Open Access

Effects of a single intraperitoneal administration of cadmium on femoral bone structure in male rats

  • Monika Martiniaková1Email author,
  • Hana Chovancová1,
  • Radoslav Omelka2,
  • Birgit Grosskopf3 and
  • Róbert Toman4
Contributed equally
Acta Veterinaria Scandinavica201153:49

https://doi.org/10.1186/1751-0147-53-49

Received: 20 January 2011

Accepted: 31 August 2011

Published: 31 August 2011

Abstract

Background

Exposure to cadmium (Cd) is considered a risk factor for various bone diseases in humans and experimental animals. This study investigated the acute effects of Cd on femoral bone structure of adult male rats after a single intraperitoneal administration.

Methods

Ten 4-month-old male Wistar rats were injected intraperitoneally with a single dose of 2 mg CdCl2/kg body weight and killed 36 h after the Cd had been injected. Ten 4-month-old males served as a control group. Differences in body weight, femoral weight, femoral length and histological structure of the femur were evaluated between the two groups of rats. The unpaired Student's t-test was used for establishment of statistical significance.

Results

A single intraperitoneal administration of Cd had no significant effect on the body weight, femoral weight or femoral length.
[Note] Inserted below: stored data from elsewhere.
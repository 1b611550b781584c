//! This module provides an in-memory file share: a hierarchy of real directory nodes whose
//! listings are paginated per directory.

use std::collections::{BTreeMap, HashMap};
use std::sync::{Mutex, MutexGuard, PoisonError};

use anyhow::anyhow;
use async_trait::async_trait;
use bytes::Bytes;
use chrono::{DateTime, Utc};
use tokio::io::{AsyncRead, AsyncReadExt};
use tracing::trace;

use crate::core::{
    ByteReader, CopyHandle, CopyStatus, Cursor, DirectoryModel, FileHandle, Page, PageSource,
    Provider, Result, StoreError, utils,
};

const DEFAULT_PAGE_SIZE: usize = 5000;

/// An in-memory file share.
///
/// ### Invariants
///
/// 1. **Root existence**: the share root (`""`) is always a directory and is never stored.
/// 2. **Parent consistency**: for any node `a/b/c` there is a directory node `a/b`.
///
/// Writing or copying a file creates its missing parent directories. Copies within the
/// share finish as soon as they start.
pub struct ShareFS {
    page_size: usize,
    state: Mutex<ShareState>,
}

#[derive(Default)]
struct ShareState {
    nodes: BTreeMap<String, Node>,
    copies: HashMap<u64, CopyStatus>,
    next_copy: u64,
}

enum Node {
    Directory { modified: DateTime<Utc> },
    File { content: Bytes, modified: DateTime<Utc> },
}

impl Default for ShareFS {
    fn default() -> Self {
        Self::new()
    }
}

impl ShareFS {
    pub fn new() -> Self {
        Self {
            page_size: DEFAULT_PAGE_SIZE,
            state: Mutex::new(ShareState::default()),
        }
    }

    /// Limits the number of entries per listing page (at least one).
    pub fn with_page_size(mut self, page_size: usize) -> Self {
        self.page_size = page_size.max(1);
        self
    }

    /// Creates the directory `key` and its missing parents.
    pub fn mkdir(&self, key: &str) -> Result<()> {
        let key = utils::normalize_key(key);
        let mut state = self.state();
        state.create_parents(&key)?;
        state.create_dir(&key)
    }

    pub fn is_dir(&self, key: &str) -> bool {
        key.is_empty() || matches!(self.state().nodes.get(key), Some(Node::Directory { .. }))
    }

    pub fn is_file(&self, key: &str) -> bool {
        matches!(self.state().nodes.get(key), Some(Node::File { .. }))
    }

    fn state(&self) -> MutexGuard<'_, ShareState> {
        self.state.lock().unwrap_or_else(PoisonError::into_inner)
    }
}

impl ShareState {
    fn create_dir(&mut self, key: &str) -> Result<()> {
        if key.is_empty() {
            return Ok(());
        }
        match self.nodes.get(key) {
            Some(Node::Directory { .. }) => Ok(()),
            Some(Node::File { .. }) => Err(StoreError::Unsupported(format!(
                "{key} is a file, not a directory"
            ))),
            None => {
                self.nodes.insert(
                    key.to_string(),
                    Node::Directory {
                        modified: Utc::now(),
                    },
                );
                Ok(())
            }
        }
    }

    fn create_parents(&mut self, key: &str) -> Result<()> {
        for ancestor in utils::ancestors(key) {
            self.create_dir(ancestor)?;
        }
        Ok(())
    }

    fn put_file(&mut self, key: &str, content: Bytes) -> Result<()> {
        if matches!(self.nodes.get(key), Some(Node::Directory { .. })) {
            return Err(StoreError::Unsupported(format!("{key} is a directory")));
        }
        self.create_parents(key)?;
        self.nodes.insert(
            key.to_string(),
            Node::File {
                content,
                modified: Utc::now(),
            },
        );
        Ok(())
    }

    fn file_content(&self, key: &str) -> Option<Bytes> {
        match self.nodes.get(key) {
            Some(Node::File { content, .. }) => Some(content.clone()),
            _ => None,
        }
    }

    fn has_children(&self, key: &str) -> bool {
        let prefix = utils::dir_prefix(key);
        self.nodes
            .range(prefix.clone()..)
            .next()
            .is_some_and(|(child, _)| child.starts_with(&prefix))
    }
}

#[async_trait]
impl PageSource for ShareFS {
    async fn list_page(&self, prefix: &str, cursor: Option<&Cursor>) -> Result<Page> {
        let state = self.state();
        if !prefix.is_empty() && !matches!(state.nodes.get(prefix), Some(Node::Directory { .. })) {
            return Err(StoreError::NotFound(prefix.to_string()));
        }

        let dir = utils::dir_prefix(prefix);
        let start = match cursor {
            Some(cursor) => format!("{dir}{}", cursor.as_str()),
            None => dir.clone(),
        };

        let mut children = state
            .nodes
            .range(start..)
            .take_while(|(key, _)| key.starts_with(&dir))
            .filter(|(key, _)| !key[dir.len()..].contains('/'));

        let items: Vec<FileHandle> = children
            .by_ref()
            .take(self.page_size)
            .map(|(key, node)| match node {
                Node::Directory { modified } => FileHandle::directory(key.as_str(), *modified),
                Node::File { content, modified } => {
                    FileHandle::file(key.as_str(), content.len() as u64, *modified)
                }
            })
            .collect();
        let next = children
            .next()
            .map(|(key, _)| Cursor::new(utils::file_name(key)));

        trace!(key = prefix, items = items.len(), more = next.is_some(), "listed share directory");
        Ok(Page::new(items, next))
    }
}

#[async_trait]
impl Provider for ShareFS {
    fn directory_model(&self) -> DirectoryModel {
        DirectoryModel::Native
    }

    async fn open_read(&self, key: &str) -> Result<ByteReader> {
        let content = self
            .state()
            .file_content(key)
            .ok_or_else(|| StoreError::NotFound(key.to_string()))?;
        Ok(Box::new(std::io::Cursor::new(content)))
    }

    async fn write(&self, key: &str, content: &mut (dyn AsyncRead + Send + Unpin)) -> Result<()> {
        let mut buf = Vec::new();
        content.read_to_end(&mut buf).await?;
        self.state().put_file(key, Bytes::from(buf))
    }

    async fn delete(&self, key: &str) -> Result<()> {
        let mut state = self.state();
        if matches!(state.nodes.get(key), Some(Node::Directory { .. })) {
            return Err(StoreError::Unsupported(format!("{key} is a directory")));
        }
        state.nodes.remove(key);
        Ok(())
    }

    async fn stat(&self, key: &str) -> Result<FileHandle> {
        Ok(match self.state().nodes.get(key) {
            Some(Node::File { content, modified }) => {
                FileHandle::file(key, content.len() as u64, *modified)
            }
            _ => FileHandle::not_found(key),
        })
    }

    async fn start_copy(&self, source: &str, target: &str) -> Result<CopyHandle> {
        let mut state = self.state();
        let content = state
            .file_content(source)
            .ok_or_else(|| StoreError::NotFound(source.to_string()))?;
        state.put_file(target, content)?;

        let id = state.next_copy;
        state.next_copy += 1;
        state.copies.insert(id, CopyStatus::Success);
        Ok(CopyHandle::new(id, source, target))
    }

    async fn poll_copy(&self, handle: &CopyHandle) -> Result<CopyStatus> {
        self.state()
            .copies
            .remove(&handle.id())
            .ok_or_else(|| StoreError::NotFound(format!("copy {}", handle.id())))
    }

    async fn directory_exists(&self, key: &str) -> Result<bool> {
        Ok(self.is_dir(key))
    }

    async fn delete_directory_node(&self, key: &str) -> Result<()> {
        let mut state = self.state();
        match state.nodes.get(key) {
            None => return Ok(()),
            Some(Node::File { .. }) => {
                return Err(StoreError::Unsupported(format!("{key} is a file")));
            }
            Some(Node::Directory { .. }) => {}
        }
        if state.has_children(key) {
            return Err(StoreError::Provider(anyhow!("directory {key} is not empty")));
        }
        state.nodes.remove(key);
        Ok(())
    }
}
On the other hand, histological changes were significant. Rats exposed to Cd had significantly higher values of area, perimeter, maximum and minimum diameters of the primary osteons' vascular canals and Haversian canals. In contrast, a significant decrease in all variables of the secondary osteons was observed in these rats.

Conclusions

The results indicate that, as expected, a single intraperitoneal administration of 2 mg CdCl2/kg body weight had no impact on macroscopic structure of rat's femora; however, it affected the size of vascular canals of primary osteons, Haversian canals, and secondary osteons.

Background

Cadmium (Cd) is considered a dangerous poison for humans and animals. Adverse health effects caused by accidental, spontaneous or experimental exposure to Cd have led to significant public health concerns [1]. Depending on the dose, route and duration of exposure, Cd can damage various organs [2]. The kidneys, liver, bones, and respiratory and cardiovascular systems are the most important target organs for Cd toxicity [3].

Changes in bone such as osteopenia, osteoporosis, and osteomalacia, with increased bone fragility and pathological fractures have been noted in humans and experimental animals as a result of exposure to Cd [49]. In general, bone toxicity of Cd can be modulated by both direct and indirect mechanisms [10, 11]. The direct action is associated with altered osteoblastic and osteoclastic activities [12] resulting in decreased bone formation [13, 14] and enhanced bone resorption [15, 16]. The indirect mechanism involves abnormal metabolism of vitamin D and minerals, mainly calcium (Ca), due to kidney and gastrointestinal tract damages [17, 18]. Besides interfering with Ca metabolism, Cd also alters the metabolism of other metals essential for bone health, mainly zinc (Zn), iron (Fe) and copper (Cu) [19]. Bonner et al. [20] have reported a decreased concentration of both Ca and Zn in the femur of rats after a single injection of CdCl2. However, there have been no reports on changes in bone structure after acute exposure to Cd.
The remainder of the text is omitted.